Dataset entries

.....

#![allow(missing_docs)]

pub(crate) mod form;
pub(crate) mod html;
pub(crate) mod http;
pub(crate) mod state;

pub(crate) use form::{
    assert_form_error_message, assert_form_input, assert_form_submit_button, must_get_form,
};
pub(crate) use html::{assert_valid_html, parse_html_text};
pub(crate) use http::assert_redirect;
pub(crate) use state::{
    get_test_state, insert_test_user, read_session, session_cookie, session_cookie_with,
};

.....

EXERCISE =>
Copy from the entries only those lines that hold the word "http".

RESPONSE AREA =>
pub(crate) mod http;
pub(crate) use http::assert_redirect;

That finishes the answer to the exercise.